(Dataset entries)
:::
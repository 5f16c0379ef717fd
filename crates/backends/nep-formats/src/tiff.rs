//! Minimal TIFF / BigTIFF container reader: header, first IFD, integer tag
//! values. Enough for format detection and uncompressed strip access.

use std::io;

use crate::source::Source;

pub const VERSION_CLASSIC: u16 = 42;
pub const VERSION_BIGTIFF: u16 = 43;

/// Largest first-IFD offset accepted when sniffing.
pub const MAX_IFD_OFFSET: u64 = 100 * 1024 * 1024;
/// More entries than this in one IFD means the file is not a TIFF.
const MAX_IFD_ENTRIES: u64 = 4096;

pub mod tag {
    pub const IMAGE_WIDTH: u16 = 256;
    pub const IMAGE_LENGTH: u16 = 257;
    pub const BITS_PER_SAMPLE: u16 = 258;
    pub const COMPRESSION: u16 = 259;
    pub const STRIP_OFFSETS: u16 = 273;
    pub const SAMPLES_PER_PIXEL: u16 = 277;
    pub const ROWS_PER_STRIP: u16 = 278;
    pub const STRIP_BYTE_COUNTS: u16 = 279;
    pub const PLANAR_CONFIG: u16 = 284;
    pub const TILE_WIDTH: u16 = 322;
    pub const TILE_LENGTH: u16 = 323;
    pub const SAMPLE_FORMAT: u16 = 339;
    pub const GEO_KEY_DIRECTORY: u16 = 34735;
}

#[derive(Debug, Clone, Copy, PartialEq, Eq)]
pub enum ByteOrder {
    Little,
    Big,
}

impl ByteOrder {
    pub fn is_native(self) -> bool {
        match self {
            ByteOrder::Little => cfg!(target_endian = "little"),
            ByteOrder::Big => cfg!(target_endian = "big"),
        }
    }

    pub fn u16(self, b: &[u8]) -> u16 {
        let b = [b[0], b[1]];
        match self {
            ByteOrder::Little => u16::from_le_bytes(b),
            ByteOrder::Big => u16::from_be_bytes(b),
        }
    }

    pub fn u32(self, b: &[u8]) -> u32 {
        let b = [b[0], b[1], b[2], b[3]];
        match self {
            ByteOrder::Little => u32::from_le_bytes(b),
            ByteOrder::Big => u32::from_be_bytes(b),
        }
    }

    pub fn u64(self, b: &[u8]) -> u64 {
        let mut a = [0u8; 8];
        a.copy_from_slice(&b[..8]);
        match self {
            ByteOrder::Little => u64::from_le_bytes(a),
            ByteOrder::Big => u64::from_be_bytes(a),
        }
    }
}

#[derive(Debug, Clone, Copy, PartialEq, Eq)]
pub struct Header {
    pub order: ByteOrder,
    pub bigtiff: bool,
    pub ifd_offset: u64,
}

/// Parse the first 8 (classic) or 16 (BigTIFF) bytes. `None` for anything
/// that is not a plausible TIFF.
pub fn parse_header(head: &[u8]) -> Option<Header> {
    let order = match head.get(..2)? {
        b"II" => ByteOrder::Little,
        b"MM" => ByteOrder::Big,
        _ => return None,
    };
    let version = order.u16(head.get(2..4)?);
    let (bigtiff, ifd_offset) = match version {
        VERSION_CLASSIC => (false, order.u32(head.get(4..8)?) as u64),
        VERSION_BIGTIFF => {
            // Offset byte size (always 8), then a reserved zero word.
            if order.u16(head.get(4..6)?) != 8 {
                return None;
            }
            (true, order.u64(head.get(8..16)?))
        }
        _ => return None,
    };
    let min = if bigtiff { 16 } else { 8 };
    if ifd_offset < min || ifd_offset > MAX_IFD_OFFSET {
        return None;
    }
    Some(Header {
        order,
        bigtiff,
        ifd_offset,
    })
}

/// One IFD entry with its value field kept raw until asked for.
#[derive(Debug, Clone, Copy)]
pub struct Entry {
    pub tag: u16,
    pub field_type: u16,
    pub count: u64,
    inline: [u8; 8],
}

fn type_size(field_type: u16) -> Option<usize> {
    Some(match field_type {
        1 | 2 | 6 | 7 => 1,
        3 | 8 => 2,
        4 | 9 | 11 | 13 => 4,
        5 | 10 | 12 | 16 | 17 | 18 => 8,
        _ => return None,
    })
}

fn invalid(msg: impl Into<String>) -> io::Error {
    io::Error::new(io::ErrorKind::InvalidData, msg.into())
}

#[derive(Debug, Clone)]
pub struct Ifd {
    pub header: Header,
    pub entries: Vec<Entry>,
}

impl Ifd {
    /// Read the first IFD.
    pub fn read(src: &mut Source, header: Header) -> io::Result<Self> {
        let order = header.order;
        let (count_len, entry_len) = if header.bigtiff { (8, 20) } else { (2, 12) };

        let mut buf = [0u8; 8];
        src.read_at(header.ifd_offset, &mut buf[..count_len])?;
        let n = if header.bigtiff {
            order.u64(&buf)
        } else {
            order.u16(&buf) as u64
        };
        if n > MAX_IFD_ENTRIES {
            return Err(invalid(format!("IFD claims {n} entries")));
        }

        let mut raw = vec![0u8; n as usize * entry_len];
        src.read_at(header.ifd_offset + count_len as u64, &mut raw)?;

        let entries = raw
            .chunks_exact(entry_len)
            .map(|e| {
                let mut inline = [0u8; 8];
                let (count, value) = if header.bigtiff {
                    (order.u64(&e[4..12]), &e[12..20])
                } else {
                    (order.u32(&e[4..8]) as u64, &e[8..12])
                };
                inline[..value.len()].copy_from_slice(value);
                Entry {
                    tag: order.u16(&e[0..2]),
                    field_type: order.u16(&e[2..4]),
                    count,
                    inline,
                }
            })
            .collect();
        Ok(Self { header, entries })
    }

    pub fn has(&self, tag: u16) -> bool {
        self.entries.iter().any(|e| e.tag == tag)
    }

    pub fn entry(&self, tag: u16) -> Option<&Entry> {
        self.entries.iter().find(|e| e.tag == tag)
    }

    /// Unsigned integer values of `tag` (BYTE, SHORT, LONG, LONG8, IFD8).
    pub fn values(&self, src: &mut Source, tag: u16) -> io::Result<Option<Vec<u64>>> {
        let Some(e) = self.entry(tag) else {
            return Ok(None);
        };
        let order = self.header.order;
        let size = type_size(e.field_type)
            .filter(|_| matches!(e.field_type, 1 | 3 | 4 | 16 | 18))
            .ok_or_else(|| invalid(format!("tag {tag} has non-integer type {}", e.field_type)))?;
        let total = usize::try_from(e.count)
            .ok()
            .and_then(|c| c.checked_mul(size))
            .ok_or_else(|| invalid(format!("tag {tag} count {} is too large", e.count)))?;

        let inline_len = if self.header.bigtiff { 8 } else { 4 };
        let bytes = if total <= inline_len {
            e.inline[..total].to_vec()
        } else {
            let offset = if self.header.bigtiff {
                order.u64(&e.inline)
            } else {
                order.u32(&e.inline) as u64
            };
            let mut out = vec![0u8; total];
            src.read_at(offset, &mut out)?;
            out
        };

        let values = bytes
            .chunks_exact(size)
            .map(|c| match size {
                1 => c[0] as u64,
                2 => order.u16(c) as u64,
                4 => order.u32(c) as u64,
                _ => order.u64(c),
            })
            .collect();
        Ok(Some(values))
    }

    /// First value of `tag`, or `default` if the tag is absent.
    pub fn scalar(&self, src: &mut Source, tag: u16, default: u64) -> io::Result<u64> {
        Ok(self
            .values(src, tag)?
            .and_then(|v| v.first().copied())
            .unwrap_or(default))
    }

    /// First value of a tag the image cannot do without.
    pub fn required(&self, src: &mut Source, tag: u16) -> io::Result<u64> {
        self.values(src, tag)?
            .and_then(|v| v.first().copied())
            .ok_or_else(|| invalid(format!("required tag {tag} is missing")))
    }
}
:::
== REQUIREMENT ==
Write out all the records again, exactly as they appear.

== WRITTEN REPLY ==
repository 5f16c0379ef717fd
filename crates/backends/nep-formats/src/tiff.rs
//! Minimal TIFF / BigTIFF container reader: header, first IFD, integer tag
//! values. Enough for format detection and uncompressed strip access.

use std::io;

use crate::source::Source;

pub const VERSION_CLASSIC: u16 = 42;
pub const VERSION_BIGTIFF: u16 = 43;

/// Largest first-IFD offset accepted when sniffing.
pub const MAX_IFD_OFFSET: u64 = 100 * 1024 * 1024;
/// More entries than this in one IFD means the file is not a TIFF.
const MAX_IFD_ENTRIES: u64 = 4096;

pub mod tag {
    pub const IMAGE_WIDTH: u16 = 256;
    pub const IMAGE_LENGTH: u16 = 257;
    pub const BITS_PER_SAMPLE: u16 = 258;
    pub const COMPRESSION: u16 = 259;
    pub const STRIP_OFFSETS: u16 = 273;
    pub const SAMPLES_PER_PIXEL: u16 = 277;
    pub const ROWS_PER_STRIP: u16 = 278;
    pub const STRIP_BYTE_COUNTS: u16 = 279;
    pub const PLANAR_CONFIG: u16 = 284;
    pub const TILE_WIDTH: u16 = 322;
    pub const TILE_LENGTH: u16 = 323;
    pub const SAMPLE_FORMAT: u16 = 339;
    pub const GEO_KEY_DIRECTORY: u16 = 34735;
}

#[derive(Debug, Clone, Copy, PartialEq, Eq)]
pub enum ByteOrder {
    Little,
    Big,
}

impl ByteOrder {
    pub fn is_native(self) -> bool {
        match self {
            ByteOrder::Little => cfg!(target_endian = "little"),
            ByteOrder::Big => cfg!(target_endian = "big"),
        }
    }

    pub fn u16(self, b: &[u8]) -> u16 {
        let b = [b[0], b[1]];
        match self {
            ByteOrder::Little => u16::from_le_bytes(b),
            ByteOrder::Big => u16::from_be_bytes(b),
        }
    }

    pub fn u32(self, b: &[u8]) -> u32 {
        let b = [b[0], b[1], b[2], b[3]];
        match self {
            ByteOrder::Little => u32::from_le_bytes(b),
            ByteOrder::Big => u32::from_be_bytes(b),
        }
    }

    pub fn u64(self, b: &[u8]) -> u64 {
        let mut a = [0u8; 8];
        a.copy_from_slice(&b[..8]);
        match self {
            ByteOrder::Little => u64::from_le_bytes(a),
            ByteOrder::Big => u64::from_be_bytes(a),
        }
    }
}

#[derive(Debug, Clone, Copy, PartialEq, Eq)]
pub struct Header {
    pub order: ByteOrder,
    pub bigtiff: bool,
    pub ifd_offset: u64,
}

/// Parse the first 8 (classic) or 16 (BigTIFF) bytes. `None` for anything
/// that is not a plausible TIFF.
pub fn parse_header(head: &[u8]) -> Option<Header> {
    let order = match head.get(..2)? {
        b"II" => ByteOrder::Little,
        b"MM" => ByteOrder::Big,
        _ => return None,
    };
    let version = order.u16(head.get(2..4)?);
    let (bigtiff, ifd_offset) = match version {
        VERSION_CLASSIC => (false, order.u32(head.get(4..8)?) as u64),
        VERSION_BIGTIFF => {
            // Offset byte size (always 8), then a reserved zero word.
            if order.u16(head.get(4..6)?) != 8 {
                return None;
            }
            (true, order.u64(head.get(8..16)?))
        }
        _ => return None,
    };
    let min = if bigtiff { 16 } else { 8 };
    if ifd_offset < min || ifd_offset > MAX_IFD_OFFSET {
        return None;
    }
    Some(Header {
        order,
        bigtiff,
        ifd_offset,
    })
}

/// One IFD entry with its value field kept raw until asked for.
#[derive(Debug, Clone, Copy)]
pub struct Entry {
    pub tag: u16,
    pub field_type: u16,
    pub count: u64,
    inline: [u8; 8],
}

fn type_size(field_type: u16) -> Option<usize> {
    Some(match field_type {
        1 | 2 | 6 | 7 => 1,
        3 | 8 => 2,
        4 | 9 | 11 | 13 => 4,
        5 | 10 | 12 | 16 | 17 | 18 => 8,
        _ => return None,
    })
}

fn invalid(msg: impl Into<String>) -> io::Error {
    io::Error::new(io::ErrorKind::InvalidData, msg.into())
}

#[derive(Debug, Clone)]
pub struct Ifd {
    pub header: Header,
    pub entries: Vec<Entry>,
}

impl Ifd {
    /// Read the first IFD.
    pub fn read(src: &mut Source, header: Header) -> io::Result<Self> {
        let order = header.order;
        let (count_len, entry_len) = if header.bigtiff { (8, 20) } else { (2, 12) };

        let mut buf = [0u8; 8];
        src.read_at(header.ifd_offset, &mut buf[..count_len])?;
        let n = if header.bigtiff {
            order.u64(&buf)
        } else {
            order.u16(&buf) as u64
        };
        if n > MAX_IFD_ENTRIES {
            return Err(invalid(format!("IFD claims {n} entries")));
        }

        let mut raw = vec![0u8; n as usize * entry_len];
        src.read_at(header.ifd_offset + count_len as u64, &mut raw)?;

        let entries = raw
            .chunks_exact(entry_len)
            .map(|e| {
                let mut inline = [0u8; 8];
                let (count, value) = if header.bigtiff {
                    (order.u64(&e[4..12]), &e[12..20])
                } else {
                    (order.u32(&e[4..8]) as u64, &e[8..12])
                };
                inline[..value.len()].copy_from_slice(value);
                Entry {
                    tag: order.u16(&e[0..2]),
                    field_type: order.u16(&e[2..4]),
                    count,
                    inline,
                }
            })
            .collect();
        Ok(Self { header, entries })
    }

    pub fn has(&self, tag: u16) -> bool {
        self.entries.iter().any(|e| e.tag == tag)
    }

    pub fn entry(&self, tag: u16) -> Option<&Entry> {
        self.entries.iter().find(|e| e.tag == tag)
    }

    /// Unsigned integer values of `tag` (BYTE, SHORT, LONG, LONG8, IFD8).
    pub fn values(&self, src: &mut Source, tag: u16) -> io::Result<Option<Vec<u64>>> {
        let Some(e) = self.entry(tag) else {
            return Ok(None);
        };
        let order = self.header.order;
        let size = type_size(e.field_type)
            .filter(|_| matches!(e.field_type, 1 | 3 | 4 | 16 | 18))
            .ok_or_else(|| invalid(format!("tag {tag} has non-integer type {}", e.field_type)))?;
        let total = usize::try_from(e.count)
            .ok()
            .and_then(|c| c.checked_mul(size))
            .ok_or_else(|| invalid(format!("tag {tag} count {} is too large", e.count)))?;

        let inline_len = if self.header.bigtiff { 8 } else { 4 };
        let bytes = if total <= inline_len {
            e.inline[..total].to_vec()
        } else {
            let offset = if self.header.bigtiff {
                order.u64(&e.inline)
            } else {
                order.u32(&e.inline) as u64
            };
            let mut out = vec![0u8; total];
            src.read_at(offset, &mut out)?;
            out
        };

        let values = bytes
            .chunks_exact(size)
            .map(|c| match size {
                1 => c[0] as u64,
                2 => order.u16(c) as u64,
                4 => order.u32(c) as u64,
                _ => order.u64(c),
            })
            .collect();
        Ok(Some(values))
    }

    /// First value of `tag`, or `default` if the tag is absent.
    pub fn scalar(&self, src: &mut Source, tag: u16, default: u64) -> io::Result<u64> {
        Ok(self
            .values(src, tag)?
            .and_then(|v| v.first().copied())
            .unwrap_or(default))
    }

    /// First value of a tag the image cannot do without.
    pub fn required(&self, src: &mut Source, tag: u16) -> io::Result<u64> {
        self.values(src, tag)?
            .and_then(|v| v.first().copied())
            .ok_or_else(|| invalid(format!("required tag {tag} is missing")))
    }
}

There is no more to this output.